*** Opening of EXTRACTED INFORMATION ***

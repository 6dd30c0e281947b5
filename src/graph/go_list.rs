use std::collections::HashMap;
use std::path::{Path, PathBuf};
use std::process::Command;

use serde::Deserialize;
use tracing::{debug, info};

use crate::error::{GraphError, LoadError};
use crate::graph::{GraphLoader, LoadedPackage};

/// One object of the `go list -json` stream. Only the fields we use.
#[derive(Debug, Clone, Deserialize)]
#[serde(rename_all = "PascalCase")]
struct GoListPackage {
    import_path: String,
    #[serde(default)]
    dir: PathBuf,
    #[serde(default)]
    standard: bool,
    /// Set by `-deps` for packages that were not named on the command line.
    #[serde(default)]
    dep_only: bool,
    #[serde(default)]
    imports: Vec<String>,
    module: Option<GoModule>,
    error: Option<GoPackageError>,
}

#[derive(Debug, Clone, Deserialize)]
#[serde(rename_all = "PascalCase")]
struct GoModule {
    dir: Option<PathBuf>,
}

#[derive(Debug, Clone, Deserialize)]
#[serde(rename_all = "PascalCase")]
struct GoPackageError {
    err: String,
}

/// Import graph taken from `go list -e -json -deps`.
#[derive(Debug, Default)]
pub struct GoListLoader {
    packages: HashMap<String, GoListPackage>,
    roots: Vec<String>,
}

impl GoListLoader {
    /// Run `go list` in `dir` for the given package patterns.
    pub fn run(dir: &Path, patterns: &[String]) -> Result<Self, GraphError> {
        info!(dir = %dir.display(), ?patterns, "running go list");
        let output = Command::new("go")
            .args(["list", "-e", "-json", "-deps", "--"])
            .args(patterns)
            .current_dir(dir)
            .output()
            .map_err(GraphError::Spawn)?;

        if !output.status.success() {
            return Err(GraphError::Command {
                status: output.status.to_string(),
                stderr: String::from_utf8_lossy(&output.stderr).trim().to_string(),
            });
        }

        Self::from_listing(&String::from_utf8_lossy(&output.stdout))
    }

    /// Load a listing previously captured with `go list -e -json -deps`.
    pub fn read(path: &Path) -> Result<Self, GraphError> {
        let content = std::fs::read_to_string(path).map_err(|source| GraphError::ReadListing {
            path: path.to_path_buf(),
            source,
        })?;
        Self::from_listing(&content)
    }

    /// Parse a stream of concatenated JSON package objects.
    pub fn from_listing(listing: &str) -> Result<Self, GraphError> {
        let mut loader = GoListLoader::default();
        for package in serde_json::Deserializer::from_str(listing).into_iter::<GoListPackage>() {
            let package = package?;
            if !package.dep_only {
                loader.roots.push(package.import_path.clone());
            }
            loader.packages.insert(package.import_path.clone(), package);
        }
        debug!(
            packages = loader.packages.len(),
            roots = loader.roots.len(),
            "parsed go list output"
        );
        Ok(loader)
    }

    /// Packages named on the `go list` command line (after pattern expansion).
    pub fn roots(&self) -> &[String] {
        &self.roots
    }
}

impl GraphLoader for GoListLoader {
    fn load(&self, import_path: &str) -> Result<LoadedPackage, LoadError> {
        let package = self.packages.get(import_path).ok_or(LoadError::NotFound)?;
        if let Some(error) = &package.error {
            return Err(LoadError::Failed(error.err.clone()));
        }
        Ok(LoadedPackage {
            import_path: package.import_path.clone(),
            dir: package.dir.clone(),
            module_root: package.module.as_ref().and_then(|m| m.dir.clone()),
            standard: package.standard,
            imports: package.imports.clone(),
        })
    }
}

#[cfg(test)]
mod tests {
    use super::*;

    const LISTING: &str = r#"
{
	"Dir": "/usr/local/go/src/fmt",
	"ImportPath": "fmt",
	"Standard": true,
	"DepOnly": true
}
{
	"Dir": "/work/app/vendor/github.com/y/z",
	"ImportPath": "example.com/app/vendor/github.com/y/z",
	"Module": {"Path": "github.com/y/z", "Dir": "/work/app/vendor/github.com/y/z"},
	"DepOnly": true
}
{
	"ImportPath": "github.com/broken",
	"DepOnly": true,
	"Error": {"ImportStack": [], "Pos": "", "Err": "cannot find module providing package github.com/broken"}
}
{
	"Dir": "/work/app",
	"ImportPath": "example.com/app",
	"Module": {"Path": "example.com/app", "Dir": "/work/app", "Main": true},
	"Imports": ["example.com/app/vendor/github.com/y/z", "fmt", "github.com/broken"]
}
"#;

    #[test]
    fn test_parse_listing() {
        let loader = GoListLoader::from_listing(LISTING).unwrap();
        assert_eq!(loader.roots(), ["example.com/app".to_string()]);

        let app = loader.load("example.com/app").unwrap();
        assert_eq!(app.dir, PathBuf::from("/work/app"));
        assert_eq!(app.module_root, Some(PathBuf::from("/work/app")));
        assert_eq!(app.imports.len(), 3);
        assert!(!app.standard);

        assert!(loader.load("fmt").unwrap().standard);
    }

    #[test]
    fn test_package_errors() {
        let loader = GoListLoader::from_listing(LISTING).unwrap();
        assert_eq!(
            loader.load("github.com/broken"),
            Err(LoadError::Failed(
                "cannot find module providing package github.com/broken".to_string()
            ))
        );
        assert_eq!(loader.load("github.com/absent"), Err(LoadError::NotFound));
    }

    #[test]
    fn test_walk_over_listing() {
        let loader = GoListLoader::from_listing(LISTING).unwrap();
        let entries = crate::graph::walker::walk(&loader, loader.roots()).unwrap();
        let paths: Vec<&str> = entries.iter().map(|e| e.import_path()).collect();
        assert_eq!(paths, vec!["example.com/app", "github.com/y/z", "github.com/broken"]);
    }

    #[test]
    fn test_read_listing_file() {
        let dir = tempfile::tempdir().unwrap();
        let path = dir.path().join("deps.json");
        std::fs::write(&path, LISTING).unwrap();
        assert_eq!(GoListLoader::read(&path).unwrap().roots().len(), 1);
    }

    #[test]
    fn test_malformed_listing() {
        assert!(matches!(
            GoListLoader::from_listing("{\"ImportPath\": "),
            Err(GraphError::Listing(_))
        ));
    }
}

*** Close of EXTRACTED INFORMATION ***

- _EXERCISE DESCRIPTION_: Which lines of the data above contain the string "impl"? Copy each of them.

- _RESPONSE TO THE EXERCISE_:
impl GoListLoader {
impl GraphLoader for GoListLoader {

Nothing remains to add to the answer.